Struct codec #601

benjeffery · 2020-05-11T01:41:48Z

Implementation of the struct codec for metadata. Supports encoding an arbitrary nesting of variable-length arrays and fixed-key-set objects up to the python stack depth. Only overhead is array length as keys and types are not stored in the encoded bytes but read from the schema.

TODOs:

codecov · 2020-05-11T02:00:59Z

Codecov Report

Merging #601 into master will increase coverage by 0.08%.
The diff coverage is 97.51%.

@@            Coverage Diff             @@
##           master     #601      +/-   ##
==========================================
+ Coverage   87.31%   87.40%   +0.08%     
==========================================
  Files          22       22              
  Lines       16758    16904     +146     
  Branches     3281     3315      +34     
==========================================
+ Hits        14633    14775     +142     
- Misses       1040     1042       +2     
- Partials     1085     1087       +2

Flag	Coverage Δ
#c_tests	`88.64% <97.51%> (+0.10%)`	⬆️
#python_c_tests	`90.62% <97.51%> (+0.12%)`	⬆️
#python_tests	`98.96% <97.51%> (-0.08%)`	⬇️

Impacted Files	Coverage Δ
python/tskit/metadata.py	`98.32% <97.51%> (-1.68%)`	⬇️

Continue to review full report at Codecov.

Legend - Click here to learn more
Δ = absolute <relative> (impact), ø = not affected, ? = missing data
Powered by Codecov. Last update 610392d...e406ab4. Read the comment docs.

petrelharp · 2020-05-11T14:28:12Z

I'm not parsing exactly what's allowed here - will SLiM's metadata fit? It sounds like yes except maybe the mutation metadata, that is a variable-length list of fixed structs, but I can't tell?

benjeffery · 2020-05-11T14:36:08Z

The only thing that is not allowed are objects that have missing keys or extra keys, so a variable length list of fixed objects that all have all the keys is fine.

benjeffery · 2020-05-13T14:49:26Z

@jeromekelleher Just needs docs. So I don't have to rewrite docs after changes maybe review the code now?

jeromekelleher

Looks great, thanks @benjeffery! Some comments above, mostly about testing and breaking the code up a little bit.

One thought - can/should we include padding bytes? I can foresee problems if we don't make some allowance for them. For example, someone might dump a C struct directly into the metadata, and if we can't handle padding we won't be able to work with it.

docs/metadata.rst

docs/tutorial.rst

python/tests/test_metadata.py

python/tskit/metadata.py

jeromekelleher · 2020-05-14T08:26:59Z

python/tskit/metadata.py

+                element_decoder = make_decode(sub_schema["items"])
+                array_length_size = struct.calcsize("<Q")
+
+                def array_decode(bytes_, offset):


Just a comment really. I find bytes_ a bit awkward and would tend to use buff or buffer for variables like this. No biggie either way.

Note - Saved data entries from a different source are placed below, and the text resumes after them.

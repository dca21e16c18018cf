//! Built-in distance metrics.

use crate::{collaborators::Metric, configuration::Configuration, error::CollaboratorError};

/// Straight-line (L2) distance in configuration space.
///
/// # Examples
/// ```
/// use prm_core::{Configuration, EuclideanMetric, Metric};
///
/// let d = EuclideanMetric.distance(
///     &Configuration::from([0.0, 0.0]),
///     &Configuration::from([3.0, 4.0]),
/// )?;
/// assert_eq!(d, 5.0);
/// # Ok::<(), prm_core::CollaboratorError>(())
/// ```
#[derive(Clone, Copy, Debug, Default, PartialEq, Eq)]
pub struct EuclideanMetric;

impl Metric for EuclideanMetric {
    fn distance(&self, a: &Configuration, b: &Configuration) -> Result<f64, CollaboratorError> {
        a.check_dimension(b)?;
        let sum: f64 = a
            .iter()
            .zip(b.iter())
            .map(|(left, right)| {
                let diff = left - right;
                diff * diff
            })
            .sum();
        Ok(sum.sqrt())
    }
}

/// L2 distance with a non-negative weight per coordinate, e.g. to make
/// proximal joints of an arm count more than distal ones.
#[derive(Clone, Debug, PartialEq)]
pub struct WeightedEuclideanMetric {
    weights: Vec<f64>,
}

impl WeightedEuclideanMetric {
    /// Creates a metric with the given coordinate weights.
    ///
    /// # Errors
    /// Returns [`CollaboratorError::InvalidBounds`] when `weights` is empty or
    /// any weight is negative or non-finite.
    pub fn new(weights: Vec<f64>) -> Result<Self, CollaboratorError> {
        if weights.is_empty() {
            return Err(CollaboratorError::InvalidBounds {
                reason: "at least one weight is required".into(),
            });
        }
        if let Some((index, weight)) = weights
            .iter()
            .enumerate()
            .find(|(_, weight)| !weight.is_finite() || **weight < 0.0)
        {
            return Err(CollaboratorError::InvalidBounds {
                reason: format!("weight {index} must be finite and non-negative (got {weight})"),
            });
        }
        Ok(Self { weights })
    }

    /// Returns the configured weights.
    #[must_use]
    #[rustfmt::skip]
    pub fn weights(&self) -> &[f64] { &self.weights }
}

impl Metric for WeightedEuclideanMetric {
    fn distance(&self, a: &Configuration, b: &Configuration) -> Result<f64, CollaboratorError> {
        a.check_dimension(b)?;
        if a.dimension() != self.weights.len() {
            return Err(CollaboratorError::DimensionMismatch {
                left: a.dimension(),
                right: self.weights.len(),
            });
        }
        let sum: f64 = a
            .iter()
            .zip(b.iter())
            .zip(self.weights.iter())
            .map(|((left, right), weight)| {
                let diff = left - right;
                weight * diff * diff
            })
            .sum();
        Ok(sum.sqrt())
    }
}

#[cfg(test)]
mod tests {
    use super::*;

    use rstest::rstest;

    #[rstest]
    #[case(&[0.0], &[1.0], 1.0)]
    #[case(&[1.0, 1.0], &[4.0, 5.0], 5.0)]
    #[case(&[2.0, -2.0, 0.5], &[2.0, -2.0, 0.5], 0.0)]
    fn euclidean_matches_hand_computed_values(
        #[case] a: &[f64],
        #[case] b: &[f64],
        #[case] expected: f64,
    ) {
        let d = EuclideanMetric
            .distance(&Configuration::from(a), &Configuration::from(b))
            .expect("dimensions match");
        assert!((d - expected).abs() < 1e-12, "expected {expected}, got {d}");
    }

    #[test]
    fn euclidean_rejects_dimension_mismatch() {
        let err = EuclideanMetric
            .distance(&Configuration::from([0.0]), &Configuration::from([0.0, 0.0]))
            .expect_err("dimensions differ");
        assert_eq!(
            err,
            CollaboratorError::DimensionMismatch { left: 1, right: 2 }
        );
    }

    #[test]
    fn weighted_metric_scales_each_coordinate() {
        let metric = WeightedEuclideanMetric::new(vec![4.0, 0.0]).expect("weights are valid");
        let d = metric
            .distance(
                &Configuration::from([0.0, 0.0]),
                &Configuration::from([1.0, 100.0]),
            )
            .expect("dimensions match");
        assert!((d - 2.0).abs() < 1e-12);
    }

    #[rstest]
    #[case(vec![])]
    #[case(vec![1.0, -0.5])]
    #[case(vec![f64::NAN])]
    fn weighted_metric_rejects_bad_weights(#[case] weights: Vec<f64>) {
        let err = WeightedEuclideanMetric::new(weights).expect_err("weights are invalid");
        assert!(matches!(err, CollaboratorError::InvalidBounds { .. }));
    }

    #[test]
    fn weighted_metric_rejects_configurations_of_other_dimension() {
        let metric = WeightedEuclideanMetric::new(vec![1.0]).expect("weights are valid");
        let err = metric
            .distance(&Configuration::from([0.0, 0.0]), &Configuration::from([1.0, 1.0]))
            .expect_err("weights do not cover the dimension");
        assert!(matches!(err, CollaboratorError::DimensionMismatch { .. }));
    }
}
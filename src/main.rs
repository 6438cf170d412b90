//! SSR host: serves the Leptos app shell, hydration bundle, and static assets.

#[cfg(feature = "ssr")]
#[tokio::main]
async fn main() {
    use axum::Router;
    use axum::routing::get;
    use interview_ui::app::{App, shell};
    use interview_ui::config::ServerConfig;
    use interview_ui::error::ConfigError;
    use leptos::prelude::*;
    use leptos_axum::{LeptosRoutes, generate_route_list};
    use tower_http::trace::TraceLayer;

    tracing_subscriber::fmt::init();

    let conf = match get_configuration(None).map_err(|e| ConfigError::Leptos(e.to_string())) {
        Ok(conf) => conf,
        Err(e) => {
            tracing::error!(error = %e, "startup failed");
            std::process::exit(1);
        }
    };
    let leptos_options = conf.leptos_options;
    let server = match ServerConfig::from_env(leptos_options.site_addr) {
        Ok(server) => server,
        Err(e) => {
            tracing::error!(error = %e, "startup failed");
            std::process::exit(1);
        }
    };

    let routes = generate_route_list(App);
    let app = Router::new()
        .route("/healthz", get(healthz))
        .leptos_routes(&leptos_options, routes, {
            let opts = leptos_options.clone();
            move || shell(opts.clone())
        })
        .fallback(leptos_axum::file_and_error_handler(shell))
        .layer(TraceLayer::new_for_http())
        .with_state(leptos_options);

    let listener = match tokio::net::TcpListener::bind(server.site_addr).await {
        Ok(listener) => listener,
        Err(e) => {
            tracing::error!(error = %e, addr = %server.site_addr, "failed to bind");
            std::process::exit(1);
        }
    };

    tracing::info!(addr = %server.site_addr, "interview-ui listening");
    if let Err(e) = axum::serve(listener, app.into_make_service()).await {
        tracing::error!(error = %e, "server failed");
    }
}

#[cfg(feature = "ssr")]
async fn healthz() -> &'static str {
    "ok"
}

#[cfg(not(feature = "ssr"))]
fn main() {}
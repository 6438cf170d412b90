//! Action flows behind the card menu and the logout button.
//!
//! ARCHITECTURE
//! ============
//! Each widget's async behavior is a free function generic over the
//! collaborators it talks to:
//!
//! - `InterviewActions` / `SessionActions` reach the host's action endpoints.
//! - `Notifier` surfaces success and error toasts.
//! - `ViewControl` refreshes the current view or navigates away.
//!
//! Components wire in the browser implementations (`HttpActions`,
//! `ToastNotifier`, `RouterControl`); tests wire in recorders.

pub mod delete;
pub mod http;
pub mod router_control;
pub mod sign_out;
pub mod toast_notifier;

#[cfg(test)]
mod test_support;

use std::future::Future;

use crate::error::ActionError;
use crate::net::types::{ActionOutcome, InterviewId};

pub use http::HttpActions;
pub use router_control::RouterControl;
pub use toast_notifier::ToastNotifier;

/// Interview mutations exposed by the host.
pub trait InterviewActions {
    fn delete_interview(&self, id: &InterviewId) -> impl Future<Output = Result<ActionOutcome, ActionError>>;
}

/// Session operations exposed by the host.
pub trait SessionActions {
    fn sign_out(&self) -> impl Future<Output = Result<(), ActionError>>;
}

/// Sink for user-visible notifications.
pub trait Notifier {
    fn success(&self, message: &str);
    fn error(&self, message: &str);
}

/// Navigation and refresh of the view the widget lives in.
pub trait ViewControl {
    fn refresh_current_view(&self);
    fn navigate_to(&self, path: &str);
}
use super::*;

#[test]
fn interview_endpoint_formats_id_path() {
    let id = InterviewId::from("abc123");
    assert_eq!(interview_endpoint("/api", &id), "/api/interviews/abc123");
    assert_eq!(interviews_endpoint("/api"), "/api/interviews");
}

#[test]
fn interview_endpoint_encodes_reserved_characters() {
    let id = InterviewId::from("a/b?c");
    assert_eq!(interview_endpoint("/api", &id), "/api/interviews/a%2Fb%3Fc");
}

#[test]
fn sign_out_endpoint_uses_auth_prefix() {
    assert_eq!(sign_out_endpoint("https://host.test/api"), "https://host.test/api/auth/sign-out");
}

#[test]
fn error_helpers_keep_source_text() {
    assert_eq!(transport_error("connection reset"), ActionError::Transport("connection reset".to_owned()));
    assert_eq!(decode_error("expected value"), ActionError::Decode("expected value".to_owned()));
}

#[cfg(not(feature = "hydrate"))]
#[test]
fn calls_are_unavailable_outside_browser() {
    let id = InterviewId::from("abc123");
    assert_eq!(futures::executor::block_on(delete_interview("/api", &id)), Err(ActionError::Unavailable));
    assert_eq!(futures::executor::block_on(sign_out("/api")), Err(ActionError::Unavailable));
    assert_eq!(futures::executor::block_on(fetch_interviews("/api")), Err(ActionError::Unavailable));
}
//! Confirmed-delete flow for the interview card menu.
//!
//! ERROR HANDLING
//! ==============
//! A rejected delete (`success: false`) and a failed call both end in an
//! error toast; only the failed call is logged at error level. The menu is
//! settled by a drop guard, so it returns to rest on every path, including
//! when the future is dropped mid-flight.

#[cfg(test)]
#[path = "delete_test.rs"]
mod delete_test;

use super::{InterviewActions, Notifier, ViewControl};
use crate::net::types::InterviewId;

pub const DELETE_SUCCESS_MESSAGE: &str = "Interview deleted successfully";
pub const DELETE_FAILURE_MESSAGE: &str = "Failed to delete interview";
pub const DELETE_ERROR_MESSAGE: &str = "An error occurred while deleting the interview";

/// How a confirmed delete ended.
#[derive(Clone, Copy, Debug, PartialEq, Eq)]
pub enum DeleteResolution {
    Deleted,
    Rejected,
    Failed,
}

/// Runs a closure once, when dropped.
struct SettleOnDrop<F: FnOnce()> {
    settle: Option<F>,
}

impl<F: FnOnce()> SettleOnDrop<F> {
    fn new(settle: F) -> Self {
        Self { settle: Some(settle) }
    }
}

impl<F: FnOnce()> Drop for SettleOnDrop<F> {
    fn drop(&mut self) {
        if let Some(settle) = self.settle.take() {
            settle();
        }
    }
}

/// Delete `id`, report the outcome, and call `settle` on the way out.
pub async fn confirm_delete<A, N, V, F>(
    actions: &A,
    notifier: &N,
    view: &V,
    id: &InterviewId,
    settle: F,
) -> DeleteResolution
where
    A: InterviewActions,
    N: Notifier,
    V: ViewControl,
    F: FnOnce(),
{
    let _settle = SettleOnDrop::new(settle);

    match actions.delete_interview(id).await {
        Ok(outcome) if outcome.success => {
            notifier.success(outcome.message_or(DELETE_SUCCESS_MESSAGE));
            view.refresh_current_view();
            DeleteResolution::Deleted
        }
        Ok(outcome) => {
            log::warn!("delete rejected: interview={id} message={:?}", outcome.message);
            notifier.error(outcome.message_or(DELETE_FAILURE_MESSAGE));
            DeleteResolution::Rejected
        }
        Err(err) => {
            log::error!("error deleting interview {id}: {err}");
            notifier.error(DELETE_ERROR_MESSAGE);
            DeleteResolution::Failed
        }
    }
}
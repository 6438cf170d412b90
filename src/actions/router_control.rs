//! `ViewControl` backed by the Leptos router.

#[cfg(test)]
#[path = "router_control_test.rs"]
mod router_control_test;

use leptos::prelude::*;
use leptos_router::NavigateOptions;

use super::ViewControl;
use crate::state::interviews::InterviewsState;

/// Navigates with a `use_navigate` handle and refreshes by bumping the
/// interview list revision, when the current view has one.
#[derive(Clone)]
pub struct RouterControl<F> {
    navigate: F,
    interviews: Option<RwSignal<InterviewsState>>,
}

impl<F> RouterControl<F>
where
    F: Fn(&str, NavigateOptions),
{
    pub fn new(navigate: F, interviews: Option<RwSignal<InterviewsState>>) -> Self {
        Self { navigate, interviews }
    }
}

impl<F> ViewControl for RouterControl<F>
where
    F: Fn(&str, NavigateOptions),
{
    fn refresh_current_view(&self) {
        if let Some(interviews) = self.interviews {
            let _ = interviews.try_update(InterviewsState::refresh);
        }
    }

    fn navigate_to(&self, path: &str) {
        (self.navigate)(path, NavigateOptions::default());
    }
}
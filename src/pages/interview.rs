//! Detail route an interview card links to.

use leptos::prelude::*;
use leptos_router::hooks::use_params_map;

#[component]
pub fn InterviewPage() -> impl IntoView {
    let params = use_params_map();
    let interview_id = move || params.read().get("id").unwrap_or_default();

    view! {
        <div class="interview-page">
            <a href="/" class="interview-page__back" title="Back to dashboard">
                "←"
            </a>
            <h1>"Interview " {interview_id}</h1>
        </div>
    }
}
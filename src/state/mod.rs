//! Shared client-side state modules.
//!
//! DESIGN
//! ======
//! State is split by concern (`card_menu`, `interviews`, `toast`) so each
//! widget depends on a small focused model that is testable without a
//! browser.

pub mod card_menu;
pub mod interviews;
pub mod toast;
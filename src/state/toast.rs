//! Transient notification stack rendered by the `Toaster` component.

#[cfg(test)]
#[path = "toast_test.rs"]
mod toast_test;

/// Oldest toasts are dropped beyond this count.
pub const MAX_VISIBLE_TOASTS: usize = 3;

#[derive(Clone, Copy, Debug, PartialEq, Eq)]
pub enum ToastKind {
    Success,
    Error,
}

#[derive(Clone, Debug, PartialEq, Eq)]
pub struct Toast {
    pub id: u64,
    pub kind: ToastKind,
    pub message: String,
}

/// Visible toasts, newest last.
#[derive(Clone, Debug, Default)]
pub struct ToastState {
    pub items: Vec<Toast>,
    next_id: u64,
}

impl ToastState {
    /// Append a toast and return its id.
    pub fn push(&mut self, kind: ToastKind, message: impl Into<String>) -> u64 {
        let id = self.next_id;
        self.next_id += 1;
        self.items.push(Toast { id, kind, message: message.into() });
        if self.items.len() > MAX_VISIBLE_TOASTS {
            let overflow = self.items.len() - MAX_VISIBLE_TOASTS;
            self.items.drain(..overflow);
        }
        id
    }

    pub fn dismiss(&mut self, id: u64) {
        self.items.retain(|t| t.id != id);
    }
}
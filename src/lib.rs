//! # interview-ui
//!
//! Leptos + WASM frontend widgets for the interview dashboard: the card
//! context menu with its delete confirmation, and the logout button.
//!
//! This crate contains pages, components, application state, the action
//! flows behind each widget, and the REST helpers those flows call. The
//! `ssr` feature adds the Axum host binary in `main.rs`.

pub mod actions;
pub mod app;
pub mod components;
pub mod config;
pub mod error;
pub mod net;
pub mod pages;
pub mod state;
pub mod util;

/// WASM entry point: install browser logging and hydrate the SSR markup.
#[cfg(feature = "hydrate")]
#[wasm_bindgen::prelude::wasm_bindgen]
pub fn hydrate() {
    console_error_panic_hook::set_once();
    let _ = console_log::init_with_level(log::Level::Debug);
    leptos::mount::hydrate_body(app::App);
}
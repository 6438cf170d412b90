//! Reusable UI component modules.
//!
//! SYSTEM CONTEXT
//! ==============
//! Components render the interview dashboard chrome and read/write shared
//! state from Leptos context providers.

pub mod interview_card;
pub mod interview_card_menu;
pub mod logout_button;
pub mod toaster;
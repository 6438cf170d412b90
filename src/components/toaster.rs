//! Fixed-position stack of toast notifications.

use leptos::prelude::*;

use crate::state::toast::{ToastKind, ToastState};

/// Renders the shared `ToastState`. Clicking a toast dismisses it early.
#[component]
pub fn Toaster() -> impl IntoView {
    let toasts = expect_context::<RwSignal<ToastState>>();

    view! {
        <div class="toaster" role="status" aria-live="polite">
            {move || {
                toasts
                    .get()
                    .items
                    .into_iter()
                    .map(|toast| {
                        let id = toast.id;
                        let is_error = toast.kind == ToastKind::Error;
                        view! {
                            <div
                                class="toaster__toast"
                                class:toaster__toast--error=is_error
                                class:toaster__toast--success=!is_error
                                on:click=move |_| toasts.update(|t| t.dismiss(id))
                            >
                                {toast.message}
                            </div>
                        }
                    })
                    .collect::<Vec<_>>()
            }}
        </div>
    }
}
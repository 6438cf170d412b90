//! Wire types for interview actions.

#[cfg(test)]
#[path = "types_test.rs"]
mod types_test;

use std::borrow::Cow;
use std::fmt;

use serde::{Deserialize, Serialize};

/// Opaque identifier of an interview record.
#[derive(Clone, Debug, PartialEq, Eq, Hash, Serialize, Deserialize)]
#[serde(transparent)]
pub struct InterviewId(String);

impl InterviewId {
    pub fn as_str(&self) -> &str {
        &self.0
    }

    /// The id percent-encoded for use as a single URL path segment.
    pub fn path_segment(&self) -> Cow<'_, str> {
        urlencoding::encode(self.as_str())
    }
}

impl From<String> for InterviewId {
    fn from(id: String) -> Self {
        Self(id)
    }
}

impl From<&str> for InterviewId {
    fn from(id: &str) -> Self {
        Self(id.to_owned())
    }
}

impl fmt::Display for InterviewId {
    fn fmt(&self, f: &mut fmt::Formatter<'_>) -> fmt::Result {
        f.write_str(&self.0)
    }
}

/// Result reported by an action endpoint that completed.
#[derive(Clone, Debug, Default, PartialEq, Eq, Serialize, Deserialize)]
pub struct ActionOutcome {
    pub success: bool,
    #[serde(default)]
    pub message: Option<String>,
}

impl ActionOutcome {
    pub fn ok(message: impl Into<String>) -> Self {
        Self { success: true, message: Some(message.into()) }
    }

    pub fn rejected(message: impl Into<String>) -> Self {
        Self { success: false, message: Some(message.into()) }
    }

    /// The server-provided message, or `fallback` when missing or empty.
    pub fn message_or<'a>(&'a self, fallback: &'a str) -> &'a str {
        match self.message.as_deref() {
            Some(message) if !message.is_empty() => message,
            _ => fallback,
        }
    }
}

/// A row in the dashboard interview list.
#[derive(Clone, Debug, PartialEq, Eq, Serialize, Deserialize)]
pub struct InterviewSummary {
    pub id: InterviewId,
    pub role: String,
    #[serde(rename = "type", default)]
    pub interview_type: String,
    #[serde(default)]
    pub techstack: Vec<String>,
    #[serde(rename = "createdAt", default)]
    pub created_at: Option<String>,
}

Buffer is better, renamed.

jeromekelleher · 2020-05-14T08:31:03Z

python/tskit/metadata.py

+
+            elif sub_schema["type"] == "string":
+                size = struct.calcsize("<" + sub_schema["binaryFormat"])
+                return lambda bytes_, offset: (


These lambdas and private functions are getting a bit cryptic. Maybe we could make these into a set of small module level functions instead, like _struct_codec_decode_string or something? This would also make it easier to do a few small unit tests on them.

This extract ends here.